Yamaha Lance les Nouveaux Waverunners 2025 Fous à Portimao
Yamaha pousse les gaz à fond à Portimão — Motomarine, ski nautique et une touche de folie
Nic Von Ruff Yamaha Jetblaster Pro
Quand Yamaha vous invite dans le sud du Portugal pour un week-end de folie aquatique, vous ne posez pas de questions. Vous dites oui, vous emportez votre maillot de bain le plus voyant, et vous vous préparez à des sensations fortes.
Le décor : Portimão
Portimão — un paradis baigné de soleil, parsemé de yachts, sur la côte de l'Algarve. Le genre d'endroit où les retraités bronzés sirotent un rosé millésimé tandis que les millionnaires de la tech font rugir leurs annexes comme s'ils jouaient dans Fast & Furious : Dérive méditerranéenne.
Mais ce week-end n'était pas fait pour la détente. Yamaha s'était installée en ville, apportant avec elle une armada de véhicules nautiques personnels, une suite de casse-cou aquatiques, et un certain Nic von Rupp — surfeur de grosses vagues, ambassadeur Yamaha, et l'homme que vous voudrez avoir sur la touche rapide si vous vous retrouvez jamais face à des vagues de 30 mètres avec seulement vos regrets pour vous tenir compagnie.
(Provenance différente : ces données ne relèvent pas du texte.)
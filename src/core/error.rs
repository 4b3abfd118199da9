use std::path::PathBuf;
use thiserror::Error;

/// Central error type for the sync backend.
/// Every module returns `Result<T, SyncError>`.
#[derive(Debug, Error)]
pub enum SyncError {
    // ── IO ──────────────────────────────────────────────
    #[error("IO error at {path:?}: {source}")]
    Io {
        path: PathBuf,
        source: std::io::Error,
    },

    // ── Network ─────────────────────────────────────────
    #[error("HTTP request failed: {0}")]
    Http(#[from] reqwest::Error),

    #[error("Remote {operation} failed: HTTP {status}: {body}")]
    RemoteStatus {
        operation: String,
        status: u16,
        body: String,
    },

    // ── Integrity ───────────────────────────────────────
    #[error("MD5 mismatch for {title}: expected {expected}, got {actual}")]
    Md5Mismatch {
        title: String,
        expected: String,
        actual: String,
    },

    // ── JSON ────────────────────────────────────────────
    #[error("JSON error: {0}")]
    Json(#[from] serde_json::Error),

    // ── Archive ─────────────────────────────────────────
    #[error("Zip error: {0}")]
    Zip(#[from] zip::result::ZipError),

    #[error("Unpack destination already exists: {0:?}")]
    DestinationExists(PathBuf),

    // ── Configuration ───────────────────────────────────
    #[error("Unsupported platform: {0}")]
    UnsupportedPlatform(String),

    #[error("Saves directory does not exist: {0:?}")]
    SavesRootMissing(PathBuf),

    #[error("Configuration error: {0}")]
    Config(String),

    // ── Remote entries ──────────────────────────────────
    #[error("Remote entry not found: {0}")]
    NotFound(String),

    // ── Generic ─────────────────────────────────────────
    #[error("{0}")]
    Other(String),
}

/// Convenience alias used throughout the crate.
pub type SyncResult<T> = Result<T, SyncError>;

impl SyncError {
    /// Whether retrying the same remote call may succeed.
    ///
    /// Rate limiting, server-side failures and connection-level errors are
    /// transient; everything else (bad requests, missing entries, local IO)
    /// is not.
    pub fn is_transient(&self) -> bool {
        match self {
            SyncError::Http(err) => err.is_timeout() || err.is_connect() || err.is_request(),
            SyncError::RemoteStatus { status, .. } => *status == 429 || *status >= 500,
            _ => false,
        }
    }

    /// Configuration errors abort a run before any remote call is made.
    pub fn is_configuration(&self) -> bool {
        matches!(
            self,
            SyncError::UnsupportedPlatform(_)
                | SyncError::SavesRootMissing(_)
                | SyncError::Config(_)
        )
    }
}

impl From<std::io::Error> for SyncError {
    fn from(source: std::io::Error) -> Self {
        SyncError::Io {
            path: PathBuf::new(),
            source,
        }
    }
}

// ── Serialization for status consumers ──────────────────
// Failure details are reported to the frontend as plain strings.
impl serde::Serialize for SyncError {
    fn serialize<S>(&self, serializer: S) -> Result<S::Ok, S::Error>
    where
        S: serde::Serializer,
    {
        serializer.serialize_str(&self.to_string())
    }
}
Dîner, verres et films de surf à risque mortel
Notre première soirée a démarré au charmant hôtel-resort Marina Portimão, où nous avons été accueillis par la directrice marketing européenne de Yamaha, délicieusement malveillante. Elle nous a présenté l'agenda du week-end — moitié adrénaline, moitié éducation, moitié hydratation extrême.
Puis c'était à Nic de prendre la parole, qui nous a montré des extraits de son film de surf Brusco, mettant en scène des vagues de la taille de petits immeubles de bureaux, beaucoup de jurons portugais, et un message sous-jacent : si vous tombez là-bas, vous avez vraiment, vraiment envie d'un jet de secours Yamaha à proximité.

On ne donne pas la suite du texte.